Charlet is an electrical and instrumentation inspector in Louisiana and has rental property.
When he visited the motel a couple of weeks ago, it reinforced his right decision to keep the business.
“He met a lot of the guests,” Herl said. “He went and saw the (remodeled) rooms. He said the aura is different now.”
As he was leaving, Charlet told Herl he was impressed with what he had seen. Herl recalled what Charlet told her.
“‘Miss Rena,’ he said in this wonderful Louisiana accent. ‘The guests just love you. I truly feel like you are my guardian angel. I know you’re there taking care of things. If you ever leave, I’m just going to sell it.’”
Charlet will be back again in December, for another visit, and he may bring his family.
“Tiffany (Charlet’s wife) said she never wanted to come back here,” Herl said. “Because last time she was here there was all of this horrible drama going on.
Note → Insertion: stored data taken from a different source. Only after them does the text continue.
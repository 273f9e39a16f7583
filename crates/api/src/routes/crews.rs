//! Crew CRUD endpoints.

use std::sync::Arc;

use axum::Json;
use axum::extract::{Path, State};
use axum::http::StatusCode;
use common::CrewId;
use domain::{Crew, NewCrew};
use store::RailwayStore;

use crate::AppState;
use crate::error::ApiError;

/// POST /api/crews
#[tracing::instrument(skip(state))]
pub async fn create<S: RailwayStore + Clone + 'static>(
    State(state): State<Arc<AppState<S>>>,
    Json(new): Json<NewCrew>,
) -> Result<(StatusCode, Json<Crew>), ApiError> {
    let created = state.store.create_crew(new).await?;
    Ok((StatusCode::CREATED, Json(created)))
}

/// GET /api/crews
#[tracing::instrument(skip(state))]
pub async fn list<S: RailwayStore + Clone + 'static>(
    State(state): State<Arc<AppState<S>>>,
) -> Result<Json<Vec<Crew>>, ApiError> {
    Ok(Json(state.store.list_crews().await?))
}

/// GET /api/crews/:id
#[tracing::instrument(skip(state))]
pub async fn get<S: RailwayStore + Clone + 'static>(
    State(state): State<Arc<AppState<S>>>,
    Path(id): Path<i64>,
) -> Result<Json<Crew>, ApiError> {
    Ok(Json(state.store.get_crew(CrewId::new(id)).await?))
}

/// PUT /api/crews/:id
#[tracing::instrument(skip(state))]
pub async fn update<S: RailwayStore + Clone + 'static>(
    State(state): State<Arc<AppState<S>>>,
    Path(id): Path<i64>,
    Json(new): Json<NewCrew>,
) -> Result<Json<Crew>, ApiError> {
    Ok(Json(state.store.update_crew(CrewId::new(id), new).await?))
}

/// DELETE /api/crews/:id
#[tracing::instrument(skip(state))]
pub async fn delete<S: RailwayStore + Clone + 'static>(
    State(state): State<Arc<AppState<S>>>,
    Path(id): Path<i64>,
) -> Result<StatusCode, ApiError> {
    state.store.delete_crew(CrewId::new(id)).await?;
    Ok(StatusCode::NO_CONTENT)
}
“I told Jason she needs to see the place,” Herl said. “It will not be the same place.”
The transition was hard on everyone, at first, Herl said.
“I’ve gotten all of the back bills paid, because things were behind, and Jason had no idea,” Herl said. “Not only did Jason lose his best childhood friend, but he had no idea the condition the business was in until Chris died.”
It’s taken time — and money — and lots of hard work to turn the business around.
“Miss Rena and Mister Joe are great people,” Charlet said. “They went in there and handled the business. I spent a lot of money, but they worked hard and got the place back where it needed to be.”
Herl said the arrangement has been a good fit.
“Jason supports me in everything I want to do here,” she said. “All I can tell you is I’m here and I’m happy to be here.”
And Herl has received plenty of community support, she said, mentioning people like Gus and Christine Halandras and Harry and Melinda Watt and L.D. Grove, all who operate motels or bed and breakfasts in Meeker.
“Any questions I have, I can call,” Herl said. “They have been great. The motel owners, we’re like our own little family. We take care of each other. Even the chamber of commerce called. They can refer people here again.”
Herl remembers when the Valley Motel was a nice place. In fact, she was a guest at the motel before, years ago, when Herb and Jan Hughley owned it. She wants it to be known as that kind of place again.
“It just had to break Hugh’s heart, the way the place had become run down,” Herl said. “He stopped by here the other day. He said if I have any problems, I can call him.
“This will get back to what it once was,” Herl said. “It just needed someone to love it and take care of it.”